The overwhelming success of last year’s retreat on “the hindsight bias” encourages us to invite again academics, judges and practitioners from all over the world to discuss another fundamental topic of intellectual property law:
Is there or should there be room for a balance of interest analysis before the issuance of an injunction, or are injunctions to be granted unless the requirements for compulsory licensing are met? What are the alternatives?
For a long time the general opinion in Europe had been that an infringement of an IP right automatically entails the right to injunctive relief. Only recently did the principle of proportionality (“Verhältnismässigkeit”) emerge in black letter law (EU Enforcement Directive) and case law (German Federal Court of Justice: Wärmetauscher [X ZR 114/13]). The specter of pan-European injunctions granted by the Unified Patent Court in every case of infringement haunts some.
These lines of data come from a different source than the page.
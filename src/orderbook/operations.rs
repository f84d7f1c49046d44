//! Order book operations like adding, modifying and canceling orders

use super::book::OrderBook;
use super::report::ExecutionReport;
use crate::order::{Order, OrderId, OrderKind, OrderStatus, Side, TimeInForce};
use crate::price_level::PriceLevel;
use crate::units::Qty;
use tracing::trace;

impl OrderBook {
    /// Admit an order: match it immediately under price-time priority,
    /// apply the time-in-force policy, and rest any permitted residual.
    ///
    /// Matching runs to quiescence before this call returns, so no caller
    /// ever observes a crossed book. The report carries the trades this
    /// call generated, in execution order, plus the order's final status:
    ///
    /// - GTC residuals rest on the book (status NEW or PARTIAL_FILL)
    /// - IOC residuals are CANCELLED and never rest
    /// - FOK orders that cannot fill completely are REJECTED with no
    ///   trades at all, decided by a read-only fillability walk up front
    /// - market-order residuals are CANCELLED; an empty opposite side is
    ///   not an error
    pub fn add_order(&mut self, mut order: Order) -> ExecutionReport {
        self.total_orders_received += 1;
        if order.timestamp() > self.last_event_ns {
            self.last_event_ns = order.timestamp();
        }
        trace!(
            "add_order {} {} {} qty={} tif={}",
            order.id(),
            order.side(),
            order.kind(),
            order.quantity(),
            order.time_in_force()
        );

        let mut trades = Vec::new();
        let mut rest_residual = false;

        if self.order_index.contains_key(order.id()) {
            // A live resting order already owns this id; admitting another
            // would alias the id index.
            order.set_status(OrderStatus::Rejected);
        } else {
            match order.kind() {
                OrderKind::Market => {
                    trades = self.match_against(&mut order, None);
                    if !order.remaining_quantity().is_zero() {
                        order.set_status(OrderStatus::Cancelled);
                    }
                }
                OrderKind::Limit => {
                    let limit_price = order.price();
                    if order.time_in_force() == TimeInForce::Fok
                        && !self.is_fully_fillable(order.side(), order.quantity(), limit_price)
                    {
                        order.set_status(OrderStatus::Rejected);
                    } else {
                        trades = self.match_against(&mut order, limit_price);
                        if !order.remaining_quantity().is_zero() {
                            match order.time_in_force() {
                                TimeInForce::Gtc => rest_residual = true,
                                TimeInForce::Ioc | TimeInForce::Fok => {
                                    order.set_status(OrderStatus::Cancelled);
                                }
                            }
                        }
                    }
                }
            }
        }

        for trade in &trades {
            self.total_trades += 1;
            self.total_volume += trade.quantity;
            self.last_trade_price = Some(trade.price);
        }
        self.trades.extend(trades.iter().cloned());

        let report = ExecutionReport {
            order_id: order.id().clone(),
            status: order.status(),
            executed_quantity: order.filled_quantity(),
            remaining_quantity: order.remaining_quantity(),
            trades,
        };

        if rest_residual {
            self.insert_resting(order);
        }

        #[cfg(debug_assertions)]
        self.check_invariants();

        report
    }

    /// Remove a resting order by id.
    ///
    /// Returns `false` for unknown ids and for orders already in a terminal
    /// state; cancelling twice is not an error and leaves the book
    /// untouched.
    pub fn cancel_order(&mut self, order_id: &OrderId) -> bool {
        let Some(&(price, side)) = self.order_index.get(order_id) else {
            trace!("cancel_order {order_id}: not resting");
            return false;
        };
        let book_side = match side {
            Side::Buy => &mut self.bids,
            Side::Sell => &mut self.asks,
        };
        let Some(level) = book_side.get_mut(&price) else {
            return false;
        };
        let Some(mut order) = level.remove_order(order_id) else {
            return false;
        };
        order.set_status(OrderStatus::Cancelled);
        if level.is_empty() {
            book_side.remove(&price);
        }
        self.order_index.remove(order_id);
        trace!("cancel_order {order_id}: removed from {side} {price}");

        #[cfg(debug_assertions)]
        self.check_invariants();

        true
    }

    /// Replace the quantity of a resting order that has no fills yet.
    ///
    /// The order keeps its queue position — a quantity change never
    /// forfeits time priority. Returns `false` for unknown ids, orders
    /// with fills (status ≠ NEW), or a zero target quantity.
    pub fn modify_order(&mut self, order_id: &OrderId, new_quantity: Qty) -> bool {
        if new_quantity.is_zero() {
            return false;
        }
        let Some(&(price, side)) = self.order_index.get(order_id) else {
            return false;
        };
        let book_side = match side {
            Side::Buy => &mut self.bids,
            Side::Sell => &mut self.asks,
        };
        let Some(level) = book_side.get_mut(&price) else {
            return false;
        };
        let modified = level.resize_order(order_id, new_quantity);
        if modified {
            trace!("modify_order {order_id}: quantity -> {new_quantity}");
            #[cfg(debug_assertions)]
            self.check_invariants();
        }
        modified
    }

    /// Place a residual on its side of the book, creating the level if
    /// needed, and register it in the id index.
    fn insert_resting(&mut self, order: Order) {
        let Some(price) = order.price() else {
            return; // market orders never rest
        };
        let side = order.side();
        self.order_index.insert(order.id().clone(), (price, side));
        let book_side = match side {
            Side::Buy => &mut self.bids,
            Side::Sell => &mut self.asks,
        };
        book_side
            .entry(price)
            .or_insert_with(|| PriceLevel::new(price))
            .add_order(order);
    }
}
The Common Law principle of equity makes the grant of a permanent injunction conditional on the showing of irreparable harm, the inadequacy of other remedies, a balance of hardships and the consideration of public interest (U.S. Supreme Court: eBay Inc. v. MercExchange, L.L.C., 547 U.S. 388 (2006)).
We will be focusing on the remedies not only in patent law but also discuss injunctive relief based on other intellectual property rights. We will consider (permanent and temporary) injunctions in a doctrinal framework, learn about the economic implications, discover how various national legal systems are handling injunctive relief, look at specific industries and finish with a case-study, while giving sufficient time for discussion.
You may please note that the number of participants is limited.